Exercise description: Pull out all lines from the listing below in which the word "side" appears.

★ ★ ★ ★ ★ ★ ★

//! Wire messages for the stream multiplexer: a little-endian fixed header (stream id, kind,
//! payload length) followed by a kind-dependent payload. Stream identifiers are shared between
//! both ends: whichever side opens a stream picks the id, and the peer addresses the same
//! stream using that same numeric value, so there is no per-endpoint translation.

use core::fmt;

use bytes::{Buf as _, BufMut as _};

// We re-export these types, because they are used in the public API.
#[rustfmt::skip]
pub use bytes::{Bytes, BytesMut};

/// Identifier for a multiplexed stream, assigned by whichever side sends `Open`.
#[derive(Debug, PartialEq, Eq, PartialOrd, Ord, Clone, Copy, Hash)]
pub struct StreamId(u32);

impl From<u32> for StreamId {
    fn from(v: u32) -> Self {
        Self(v)
    }
}

impl From<StreamId> for u32 {
    fn from(id: StreamId) -> Self {
        id.0
    }
}

impl fmt::Display for StreamId {
    fn fmt(&self, f: &mut fmt::Formatter<'_>) -> fmt::Result {
        write!(f, "#{}", self.0)
    }
}

#[derive(Debug)]
#[non_exhaustive]
pub enum Error {
    PacketOversized {
        packet_size: usize,
        max: usize,
    },
    NotEnoughBytes {
        name: &'static str,
        received: usize,
        expected: usize,
    },
    InvalidPacket {
        name: &'static str,
        field: &'static str,
        reason: &'static str,
    },
}

impl std::error::Error for Error {}

impl fmt::Display for Error {
    fn fmt(&self, f: &mut fmt::Formatter<'_>) -> fmt::Result {
        match self {
            Error::PacketOversized { packet_size, max } => {
                write!(f, "packet oversized: max is {max}, got {packet_size}")
            }
            Error::NotEnoughBytes {
                name,
                received,
                expected,
            } => write!(
                f,
                "not enough bytes provided to decode {name}: received {received} bytes, expected {expected} bytes"
            ),
            Error::InvalidPacket { name, field, reason } => {
                write!(f, "invalid `{field}` in {name}: {reason}")
            }
        }
    }
}

macro_rules! ensure_size {
    ($buf:ident [$expected:expr] for $name:expr) => {{
        let received = $buf.len();
        let expected = $expected;
        if !(received >= expected) {
            return Err(Error::NotEnoughBytes {
                name: $name,
                received,
                expected,
            });
        }
    }};
    (plain $packet_struct:ident in $buf:ident) => {{
        ensure_size!($buf[$packet_struct::SIZE] for $packet_struct::NAME)
    }};
}

#[derive(Debug, PartialEq, Eq)]
pub enum Message {
    Open(ChannelOpen),
    Data(ChannelData),
    Window(ChannelWindow),
    Close(ChannelClose),
    Reset(ChannelReset),
}

impl Message {
    pub fn open(id: StreamId) -> Self {
        Self::Open(ChannelOpen::new(id))
    }

    pub fn data(id: StreamId, payload: Bytes) -> Self {
        Self::Data(ChannelData::new(id, payload))
    }

    pub fn window(id: StreamId, delta: u32) -> Self {
        Self::Window(ChannelWindow::new(id, delta))
    }

    pub fn close(id: StreamId) -> Self {
        Self::Close(ChannelClose::new(id))
    }

    pub fn reset(id: StreamId, reason: ResetReason) -> Self {
        Self::Reset(ChannelReset::new(id, reason))
    }

    pub fn stream_id(&self) -> StreamId {
        let raw = match self {
            Message::Open(msg) => msg.stream_id,
            Message::Data(msg) => msg.stream_id,
            Message::Window(msg) => msg.stream_id,
            Message::Close(msg) => msg.stream_id,
            Message::Reset(msg) => msg.stream_id,
        };
        StreamId::from(raw)
    }

    fn kind(&self) -> Kind {
        match self {
            Message::Open(_) => Kind::Open,
            Message::Data(_) => Kind::Data,
            Message::Window(_) => Kind::Window,
            Message::Close(_) => Kind::Close,
            Message::Reset(_) => Kind::Reset,
        }
    }

    fn payload_size(&self) -> usize {
        match self {
            Message::Open(_) | Message::Close(_) => 0,
            Message::Data(msg) => msg.size(),
            Message::Window(_) => ChannelWindow::PAYLOAD_SIZE,
            Message::Reset(_) => ChannelReset::PAYLOAD_SIZE,
        }
    }

    pub fn size(&self) -> usize {
        Header::SIZE + self.payload_size()
    }

    pub fn encode(&self, buf: &mut BytesMut) -> Result<(), Error> {
        let payload_size = self.payload_size();

        if payload_size > Header::MAX_LENGTH as usize {
            return Err(Error::PacketOversized {
                packet_size: payload_size,
                max: Header::MAX_LENGTH as usize,
            });
        }

        let total_size = Header::SIZE + payload_size;
        if buf.capacity().saturating_sub(buf.len()) < total_size {
            buf.reserve(total_size - buf.len());
        }

        let header = Header {
            stream_id: u32::from(self.stream_id()),
            kind: self.kind(),
            length: payload_size as u32,
        };
        header.encode(buf);

        match self {
            Message::Open(msg) => msg.encode(buf),
            Message::Data(msg) => msg.encode(buf),
            Message::Window(msg) => msg.encode(buf),
            Message::Close(msg) => msg.encode(buf),
            Message::Reset(msg) => msg.encode(buf),
        }

        Ok(())
    }

    pub fn decode(mut buf: Bytes) -> Result<Self, Error> {
        ensure_size!(plain Header in buf);

        let header = Header::decode(buf.split_to(Header::SIZE))?;
        let payload_size = header.length as usize;

        ensure_size!(buf[payload_size] for "PAYLOAD");
        let payload = buf.split_to(payload_size);

        let message = match header.kind {
            Kind::Open => Self::Open(ChannelOpen::decode(header.stream_id, payload)?),
            Kind::Data => Self::Data(ChannelData::decode(header.stream_id, payload)?),
            Kind::Window => Self::Window(ChannelWindow::decode(header.stream_id, payload)?),
            Kind::Close => Self::Close(ChannelClose::decode(header.stream_id, payload)?),
            Kind::Reset => Self::Reset(ChannelReset::decode(header.stream_id, payload)?),
        };

        Ok(message)
    }
}

#[repr(u8)]
#[derive(Debug, Clone, Copy, PartialEq, Eq)]
pub enum Kind {
    Open = 0,
    Data = 1,
    Window = 2,
    Close = 3,
    Reset = 4,
}

impl TryFrom<u8> for Kind {
    type Error = Error;

    fn try_from(v: u8) -> Result<Kind, Error> {
        match v {
            0 => Ok(Kind::Open),
            1 => Ok(Kind::Data),
            2 => Ok(Kind::Window),
            3 => Ok(Kind::Close),
            4 => Ok(Kind::Reset),
            _ => Err(Error::InvalidPacket {
                name: Header::NAME,
                field: "kind",
                reason: "unknown value",
            }),
        }
    }
}

/// Fixed frame header: 4-byte stream id, 1-byte kind, 3-byte payload length, all little-endian.
#[derive(Debug, PartialEq, Eq)]
pub struct Header {
    pub stream_id: u32,
    pub kind: Kind,
    pub length: u32,
}

impl Header {
    pub const NAME: &'static str = "HEADER";
    pub const SIZE: usize = 4 /* streamId */ + 1 /* kind */ + 3 /* length */;
    pub const MAX_LENGTH: u32 = (1 << 24) - 1;

    pub fn encode(&self, buf: &mut BytesMut) {
        buf.put_u32_le(self.stream_id);
        buf.put_u8(self.kind as u8);
        buf.put_uint_le(u64::from(self.length), 3);
    }

    pub fn decode(mut buf: Bytes) -> Result<Self, Error> {
        ensure_size!(plain Self in buf);
        Ok(Self {
            stream_id: buf.get_u32_le(),
            kind: Kind::try_from(buf.get_u8())?,
            length: buf.get_uint_le(3) as u32,
        })
    }
}

/// Opens a stream. Carries no payload; the destination is negotiated afterwards by the
/// endpoints themselves, over the stream's data bytes.
#[derive(Debug, PartialEq, Eq)]
pub struct ChannelOpen {
    pub stream_id: u32,
}

impl ChannelOpen {
    pub const NAME: &'static str = "OPEN";

    pub fn new(id: StreamId) -> Self {
        Self { stream_id: u32::from(id) }
    }

    pub fn encode(&self, _buf: &mut BytesMut) {}

    pub fn decode(stream_id: u32, buf: Bytes) -> Result<Self, Error> {
        if !buf.is_empty() {
            return Err(Error::InvalidPacket {
                name: Self::NAME,
                field: "length",
                reason: "OPEN carries no payload",
            });
        }
        Ok(Self { stream_id })
    }
}

#[derive(PartialEq, Eq)]
pub struct ChannelData {
    pub stream_id: u32,
    pub payload: Bytes,
}

// We don't want to print `payload` content (usually too big)
impl fmt::Debug for ChannelData {
    fn fmt(&self, f: &mut fmt::Formatter<'_>) -> fmt::Result {
        f.debug_struct("ChannelData")
            .field("stream_id", &self.stream_id)
            .field("payload.len()", &self.payload.len())
            .finish_non_exhaustive()
    }
}

impl ChannelData {
    pub const NAME: &'static str = "DATA";

    pub fn new(id: StreamId, payload: Bytes) -> Self {
        Self {
            stream_id: u32::from(id),
            payload,
        }
    }

    pub fn size(&self) -> usize {
        self.payload.len()
    }

    pub fn encode(&self, buf: &mut BytesMut) {
        buf.put(self.payload.slice(..));
    }

    pub fn decode(stream_id: u32, buf: Bytes) -> Result<Self, Error> {
        Ok(Self { stream_id, payload: buf })
    }
}

/// Grants the peer additional send window for a stream.
#[derive(Debug, PartialEq, Eq)]
pub struct ChannelWindow {
    pub stream_id: u32,
    pub delta: u32,
}

impl ChannelWindow {
    pub const NAME: &'static str = "WINDOW";
    pub const PAYLOAD_SIZE: usize = 4;

    pub fn new(id: StreamId, delta: u32) -> Self {
        Self {
            stream_id: u32::from(id),
            delta,
        }
    }

    pub fn encode(&self, buf: &mut BytesMut) {
        buf.put_u32_le(self.delta);
    }

    pub fn decode(stream_id: u32, mut buf: Bytes) -> Result<Self, Error> {
        ensure_size!(buf[Self::PAYLOAD_SIZE] for Self::NAME);
        Ok(Self {
            stream_id,
            delta: buf.get_u32_le(),
        })
    }
}

/// Half-closes one direction of a stream. The stream transitions out of use once both ends
/// have sent `Close`.
#[derive(Debug, PartialEq, Eq)]
pub struct ChannelClose {
    pub stream_id: u32,
}

impl ChannelClose {
    pub const NAME: &'static str = "CLOSE";

    pub fn new(id: StreamId) -> Self {
        Self { stream_id: u32::from(id) }
    }

    pub fn encode(&self, _buf: &mut BytesMut) {}

    pub fn decode(stream_id: u32, buf: Bytes) -> Result<Self, Error> {
        if !buf.is_empty() {
            return Err(Error::InvalidPacket {
                name: Self::NAME,
                field: "length",
                reason: "CLOSE carries no payload",
            });
        }
        Ok(Self { stream_id })
    }
}

/// Reason a stream was forcibly reset rather than closed gracefully.
#[repr(u8)]
#[derive(Debug, Clone, Copy, PartialEq, Eq)]
pub enum ResetReason {
    /// Peer-side transport failed and the stream cannot be drained.
    TransportFailure = 0,
    /// Local stream id was reclaimed before its peer acknowledged closure.
    Reclaimed = 1,
    /// Flow-control violation (peer exceeded its advertised window).
    ProtocolViolation = 2,
    /// Any other reason not covered above.
    Other = 255,
}

impl ResetReason {
    fn from_u8(v: u8) -> Self {
        match v {
            0 => Self::TransportFailure,
            1 => Self::Reclaimed,
            2 => Self::ProtocolViolation,
            _ => Self::Other,
        }
    }
}

impl fmt::Display for ResetReason {
    fn fmt(&self, f: &mut fmt::Formatter<'_>) -> fmt::Result {
        match self {
            Self::TransportFailure => write!(f, "transport failure"),
            Self::Reclaimed => write!(f, "stream id reclaimed"),
            Self::ProtocolViolation => write!(f, "protocol violation"),
            Self::Other => write!(f, "other"),
        }
    }
}

#[derive(Debug, PartialEq, Eq)]
pub struct ChannelReset {
    pub stream_id: u32,
    pub reason: ResetReason,
}

impl ChannelReset {
    pub const NAME: &'static str = "RESET";
    pub const PAYLOAD_SIZE: usize = 1;

    pub fn new(id: StreamId, reason: ResetReason) -> Self {
        Self {
            stream_id: u32::from(id),
            reason,
        }
    }

    pub fn encode(&self, buf: &mut BytesMut) {
        buf.put_u8(self.reason as u8);
    }

    pub fn decode(stream_id: u32, mut buf: Bytes) -> Result<Self, Error> {
        ensure_size!(buf[Self::PAYLOAD_SIZE] for Self::NAME);
        Ok(Self {
            stream_id,
            reason: ResetReason::from_u8(buf.get_u8()),
        })
    }
}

★ ★ ★ ★ ★ ★ ★

Response area:
//! both ends: whichever side opens a stream picks the id, and the peer addresses the same
/// Identifier for a multiplexed stream, assigned by whichever side sends `Open`.
    /// Peer-side transport failed and the stream cannot be drained.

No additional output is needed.